## THE PROBLEM
Pull each line holding "Layout" out of the entries below.

-=-=-

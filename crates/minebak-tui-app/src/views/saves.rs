// Copyright (c) 2025 Geoffrey Huntley <ghuntley@ghuntley.com>. All rights reserved.
// SPDX-License-Identifier: Proprietary

//! Save browser: pick a save, back it up, inspect and restore its versions.

use std::time::{Duration, Instant};

use chrono::Local;
use crossterm::event::{KeyCode, KeyModifiers};
use minebak_backup::{
	BackupKind, BackupOutcome, BackupStore, BackupVersion, InstanceKey, Inventory, Save,
};
use minebak_tui_component::{Component, RenderContext};
use minebak_tui_core::{Action, ComponentError, Event};
use ratatui::{
	layout::{Constraint, Direction, Layout, Rect},
	style::Style,
	text::{Line, Span},
	widgets::{Block, Borders, Paragraph, Wrap},
	Frame,
};

use crate::headless::run_backup;
use crate::schedule::BackupSchedule;

pub const RESCAN: &str = "rescan";
pub const BACKUP: &str = "backup";

/// A translated status line: message key plus placeholder values.
#[derive(Debug, Clone, PartialEq, Eq)]
pub struct StatusMessage {
	pub key: &'static str,
	pub vars: Vec<(&'static str, String)>,
	pub is_error: bool,
}

impl StatusMessage {
	fn info(key: &'static str, vars: Vec<(&'static str, String)>) -> Self {
		Self {
			key,
			vars,
			is_error: false,
		}
	}

	fn error(key: &'static str, vars: Vec<(&'static str, String)>) -> Self {
		Self {
			key,
			vars,
			is_error: true,
		}
	}

	pub fn text(&self, ctx: &RenderContext) -> String {
		let vars: Vec<(&str, &str)> = self.vars.iter().map(|(k, v)| (*k, v.as_str())).collect();
		ctx.t_fmt(self.key, &vars)
	}
}

#[derive(Debug, Clone)]
struct SaveEntry {
	instance: InstanceKey,
	save: Save,
}

impl SaveEntry {
	fn label(&self) -> String {
		format!("{} / {}", self.instance.name, self.save.name)
	}

	fn is(&self, instance: &InstanceKey, save: &str) -> bool {
		self.instance == *instance && self.save.name == save
	}
}

#[derive(Debug, Clone)]
struct BackupListing {
	instance: InstanceKey,
	save: String,
	versions: Vec<BackupVersion>,
	/// Position in the newest-first display order.
	cursor: usize,
}

impl BackupListing {
	fn current(&self) -> Option<&BackupVersion> {
		self.versions.iter().rev().nth(self.cursor)
	}
}

/// Which column the arrow keys move in.
#[derive(Debug, Clone, Copy, PartialEq, Eq)]
pub enum Focus {
	Saves,
	Backups,
}

pub struct SavesView {
	inventory: Inventory,
	store: BackupStore,
	entries: Vec<SaveEntry>,
	selected: usize,
	focus: Focus,
	listing: Option<BackupListing>,
	/// Version awaiting a second Enter before it is restored.
	pending_restore: Option<i64>,
	schedule: Option<BackupSchedule>,
	status: Option<StatusMessage>,
}

impl SavesView {
	pub fn new(inventory: Inventory, store: BackupStore) -> Self {
		Self {
			inventory,
			store,
			entries: Vec::new(),
			selected: 0,
			focus: Focus::Saves,
			listing: None,
			pending_restore: None,
			schedule: None,
			status: None,
		}
	}

	/// Back up every save each `interval`, checked on tick actions.
	pub fn with_auto_backup(mut self, interval: Duration) -> Self {
		self.set_auto_backup(Some(interval));
		self
	}

	pub fn set_auto_backup(&mut self, interval: Option<Duration>) {
		self.schedule = interval.map(|interval| BackupSchedule::new(interval, Instant::now()));
	}

	pub fn auto_backup(&self) -> Option<Duration> {
		self.schedule.as_ref().map(BackupSchedule::interval)
	}

	pub fn focus(&self) -> Focus {
		self.focus
	}

	/// The version under the cursor in the backups column.
	pub fn selected_backup(&self) -> Option<&BackupVersion> {
		self.listing.as_ref().and_then(BackupListing::current)
	}

	pub fn pending_restore(&self) -> Option<i64> {
		self.pending_restore
	}

	/// `instance / save` labels in display order.
	pub fn labels(&self) -> Vec<String> {
		self.entries.iter().map(SaveEntry::label).collect()
	}

	pub fn selected(&self) -> usize {
		self.selected
	}

	pub fn status(&self) -> Option<&StatusMessage> {
		self.status.as_ref()
	}

	/// Versions of the save whose backups are shown.
	pub fn backups(&self) -> Option<&[BackupVersion]> {
		self.listing.as_ref().map(|listing| listing.versions.as_slice())
	}

	fn refresh_entries(&mut self) {
		self.entries = self
			.inventory
			.saves()
			.map(|(instance, save)| SaveEntry {
				instance: instance.key(),
				save: save.clone(),
			})
			.collect();
		self.selected = self.selected.min(self.entries.len().saturating_sub(1));
	}

	pub fn rescan(&mut self) {
		let failures = self.inventory.rescan();
		self.refresh_entries();
		self.close_backups();

		self.status = Some(match failures.first() {
			Some(failure) => StatusMessage::error(
				"saves.scan_failed",
				vec![
					("root", failure.root.display().to_string()),
					("error", failure.error.to_string()),
				],
			),
			None => StatusMessage::info(
				"saves.rescanned",
				vec![("count", self.entries.len().to_string())],
			),
		});
	}

	fn select(&mut self, index: usize) {
		if index != self.selected {
			self.selected = index;
			self.close_backups();
		}
	}

	fn close_backups(&mut self) {
		self.listing = None;
		self.focus = Focus::Saves;
		self.pending_restore = None;
	}

	fn move_cursor(&mut self, up: usize, down: usize) {
		let Some(listing) = &mut self.listing else {
			return;
		};
		let last = listing.versions.len().saturating_sub(1);
		listing.cursor = (listing.cursor.saturating_sub(up) + down).min(last);
		self.pending_restore = None;
	}

	/// Load the selected save's versions, keeping the cursor on `keep` if present.
	fn load_backups(&mut self, keep: Option<i64>) {
		let Some(entry) = self.entries.get(self.selected) else {
			return;
		};
		match self.store.list(&entry.instance, &entry.save.name) {
			Ok(versions) => {
				let cursor = keep
					.and_then(|timestamp| {
						versions.iter().rev().position(|version| version.timestamp == timestamp)
					})
					.unwrap_or(0);
				self.listing = Some(BackupListing {
					instance: entry.instance.clone(),
					save: entry.save.name.clone(),
					versions,
					cursor,
				});
			}
			Err(error) => {
				tracing::error!(save = %entry.save.name, error = %error, "listing backups failed");
				self.status = Some(StatusMessage::error(
					"saves.list_failed",
					vec![("save", entry.save.name.clone()), ("error", error.to_string())],
				));
			}
		}
	}

	fn submit(&mut self) {
		match self.focus {
			Focus::Saves => {
				self.load_backups(None);
				if self.listing.as_ref().is_some_and(|listing| !listing.versions.is_empty()) {
					self.focus = Focus::Backups;
				}
			}
			Focus::Backups => self.confirm_restore(),
		}
	}

	/// First Enter on a version asks for confirmation, the second restores it.
	fn confirm_restore(&mut self) {
		let Some(entry) = self.entries.get(self.selected) else {
			return;
		};
		let Some(version) = self.selected_backup() else {
			return;
		};
		let timestamp = version.timestamp;
		if self.pending_restore == Some(timestamp) {
			self.restore_selected();
			return;
		}
		let vars = vec![("save", entry.save.name.clone()), ("time", format_time(version))];
		self.pending_restore = Some(timestamp);
		self.status = Some(StatusMessage::info("saves.confirm_restore", vars));
	}

	fn restore_selected(&mut self) {
		self.pending_restore = None;
		let Some(entry) = self.entries.get(self.selected).cloned() else {
			return;
		};
		let Some(version) = self.selected_backup().cloned() else {
			return;
		};
		let name = entry.save.name.clone();

		// Keep the state being replaced restorable.
		let restored = self
			.store
			.backup(&entry.instance, &entry.save)
			.and_then(|_| {
				self.store
					.restore(&entry.instance, &name, version.timestamp, &entry.save.path)
			});
		self.status = Some(match restored {
			Ok(_) => StatusMessage::info(
				"saves.restored",
				vec![("save", name), ("time", format_time(&version))],
			),
			Err(error) => {
				tracing::error!(save = %name, timestamp = version.timestamp, error = %error, "restore failed");
				StatusMessage::error(
					"saves.restore_failed",
					vec![("save", name), ("error", error.to_string())],
				)
			}
		});
		self.load_backups(Some(version.timestamp));
	}

	fn backup_selected(&mut self) {
		let Some(entry) = self.entries.get(self.selected).cloned() else {
			self.status = Some(StatusMessage::info("saves.select_save", vec![]));
			return;
		};
		let name = entry.save.name.clone();
		self.status = Some(match self.store.backup(&entry.instance, &entry.save) {
			Ok(BackupOutcome::Created(_)) => {
				StatusMessage::info("saves.backup_created", vec![("save", name)])
			}
			Ok(BackupOutcome::Unchanged(_)) => {
				StatusMessage::info("saves.backup_unchanged", vec![("save", name)])
			}
			Err(error) => {
				tracing::error!(save = %name, error = %error, "backup failed");
				StatusMessage::error(
					"saves.backup_failed",
					vec![("save", name), ("error", error.to_string())],
				)
			}
		});
		let keep = self.selected_backup().map(|version| version.timestamp);
		self.load_backups(keep);
	}

	fn tick(&mut self) {
		let due = self
			.schedule
			.as_mut()
			.is_some_and(|schedule| schedule.poll(Instant::now()));
		if due {
			self.backup_all();
		}
	}

	/// Back up every save, keeping the current selection and listing.
	pub fn backup_all(&mut self) {
		let selected = self
			.entries
			.get(self.selected)
			.map(|entry| (entry.instance.clone(), entry.save.name.clone()));
		let keep = self.selected_backup().map(|version| version.timestamp);
		let listed = self.listing.is_some();

		let summary = run_backup(&mut self.inventory, &self.store);
		self.refresh_entries();

		let position = selected.and_then(|(instance, save)| {
			self.entries.iter().position(|entry| entry.is(&instance, &save))
		});
		match position {
			Some(index) => {
				self.selected = index;
				if listed {
					self.load_backups(keep);
				}
			}
			None => self.close_backups(),
		}

		let vars = vec![
			("created", summary.created.to_string()),
			("unchanged", summary.unchanged.to_string()),
			("failed", summary.failed.to_string()),
		];
		self.status = Some(if summary.failed > 0 {
			StatusMessage::error("saves.auto_backup", vars)
		} else {
			StatusMessage::info("saves.auto_backup", vars)
		});
	}

	fn render_saves(&self, frame: &mut Frame, area: Rect, ctx: &RenderContext) {
		if self.entries.is_empty() {
			let empty = Paragraph::new(Span::styled(ctx.t("saves.empty"), ctx.theme.text.dim))
				.wrap(Wrap { trim: true });
			frame.render_widget(empty, area);
			return;
		}

		let lines: Vec<Line> = self
			.entries
			.iter()
			.enumerate()
			.map(|(index, entry)| {
				if index == self.selected {
					Line::from(Span::styled(format!("> {}", entry.label()), ctx.theme.selection_style()))
				} else {
					Line::from(format!("  {}", entry.label()))
				}
			})
			.collect();

		let visible = area.height as usize;
		let scroll = self.selected.saturating_sub(visible.saturating_sub(1));
		frame.render_widget(Paragraph::new(lines).scroll((scroll as u16, 0)), area);
	}

	fn render_backups(&self, frame: &mut Frame, area: Rect, ctx: &RenderContext) {
		let block = Block::default()
			.title(ctx.t("saves.backups_title"))
			.borders(Borders::LEFT)
			.border_style(ctx.theme.borders.normal);
		let inner = block.inner(area);
		frame.render_widget(block, area);

		let selected = self.entries.get(self.selected);
		let listing = self
			.listing
			.as_ref()
			.filter(|listing| selected.is_some_and(|entry| entry.is(&listing.instance, &listing.save)));

		let lines: Vec<Line> = match listing {
			None => vec![Line::from(Span::styled(ctx.t("saves.select_save"), ctx.theme.text.dim))],
			Some(listing) if listing.versions.is_empty() => {
				vec![Line::from(Span::styled(ctx.t("saves.no_backups"), ctx.theme.text.dim))]
			}
			Some(listing) => listing
				.versions
				.iter()
				.rev()
				.enumerate()
				.map(|(index, version)| {
					let current = self.focus == Focus::Backups && index == listing.cursor;
					version_line(version, current, ctx)
				})
				.collect(),
		};
		let visible = inner.height as usize;
		let scroll = listing
			.map(|listing| listing.cursor.saturating_sub(visible.saturating_sub(1)))
			.unwrap_or(0);
		frame.render_widget(Paragraph::new(lines).scroll((scroll as u16, 0)), inner);
	}
}

fn format_time(version: &BackupVersion) -> String {
	version
		.created_at()
		.map(|at| at.with_timezone(&Local).format("%Y-%m-%d %H:%M:%S").to_string())
		.unwrap_or_else(|| version.timestamp.to_string())
}

fn version_line(version: &BackupVersion, current: bool, ctx: &RenderContext) -> Line<'static> {
	let kind = match version.kind {
		BackupKind::Full => ctx.t("saves.full"),
		BackupKind::FileDelta => ctx.t("saves.delta"),
	};
	let files = ctx.t_fmt("saves.files", &[("count", version.file_count().to_string().as_str())]);
	let (marker, style) = if current {
		("> ", ctx.theme.selection_style())
	} else {
		("  ", Style::default())
	};
	Line::from(vec![
		Span::styled(format!("{marker}{}", format_time(version)), style),
		Span::raw("  "),
		Span::styled(kind, ctx.theme.text.bold),
		Span::raw("  "),
		Span::raw(files),
	])
}

impl Component for SavesView {
	fn id(&self) -> &str {
		"saves"
	}

	fn init(&mut self) -> Result<(), ComponentError> {
		self.rescan();
		Ok(())
	}

	fn handle_event(&mut self, event: &Event) -> Vec<Action> {
		let Event::Key(key) = event else {
			return vec![];
		};
		if key.modifiers.intersects(KeyModifiers::CONTROL | KeyModifiers::ALT) {
			return vec![];
		}
		match key.code {
			KeyCode::Up => vec![Action::ScrollUp(1)],
			KeyCode::Down => vec![Action::ScrollDown(1)],
			KeyCode::Enter => vec![Action::Submit],
			KeyCode::Esc => vec![Action::Cancel],
			KeyCode::Char('r') => vec![Action::custom(RESCAN, "")],
			KeyCode::Char('b') => vec![Action::custom(BACKUP, "")],
			_ => vec![],
		}
	}

	fn update(&mut self, action: &Action) -> Vec<Action> {
		match action {
			Action::ScrollUp(n) if self.focus == Focus::Backups => self.move_cursor(*n, 0),
			Action::ScrollDown(n) if self.focus == Focus::Backups => self.move_cursor(0, *n),
			Action::ScrollUp(n) => self.select(self.selected.saturating_sub(*n)),
			Action::ScrollDown(n) => {
				let last = self.entries.len().saturating_sub(1);
				self.select((self.selected + n).min(last));
			}
			Action::Submit => self.submit(),
			Action::Cancel => {
				self.focus = Focus::Saves;
				self.pending_restore = None;
			}
			Action::Tick => self.tick(),
			action if action.is_custom(RESCAN) => self.rescan(),
			action if action.is_custom(BACKUP) => self.backup_selected(),
			_ => {}
		}
		vec![]
	}

	fn render(&self, frame: &mut Frame, area: Rect, ctx: &RenderContext) {
		let rows = Layout::default()
			.direction(Direction::Vertical)
			.constraints([Constraint::Min(1), Constraint::Length(1)])
			.split(area);
		let columns = Layout::default()
			.direction(Direction::Horizontal)
			.constraints([Constraint::Percentage(50), Constraint::Percentage(50)])
			.split(rows[0]);

		self.render_saves(frame, columns[0], ctx);
		self.render_backups(frame, columns[1], ctx);

		let (text, style): (String, Style) = match &self.status {
			Some(status) if status.is_error => (status.text(ctx), ctx.theme.text.error),
			Some(status) => (status.text(ctx), ctx.theme.text.success),
			None if self.focus == Focus::Backups => (ctx.t("saves.backups_hint"), ctx.theme.text.dim),
			None => (ctx.t("saves.hint"), ctx.theme.text.dim),
		};
		frame.render_widget(Paragraph::new(Span::styled(text, style)), rows[1]);
	}
}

-=-=-

## REPLY
	layout::{Constraint, Direction, Layout, Rect},
		let rows = Layout::default()
		let columns = Layout::default()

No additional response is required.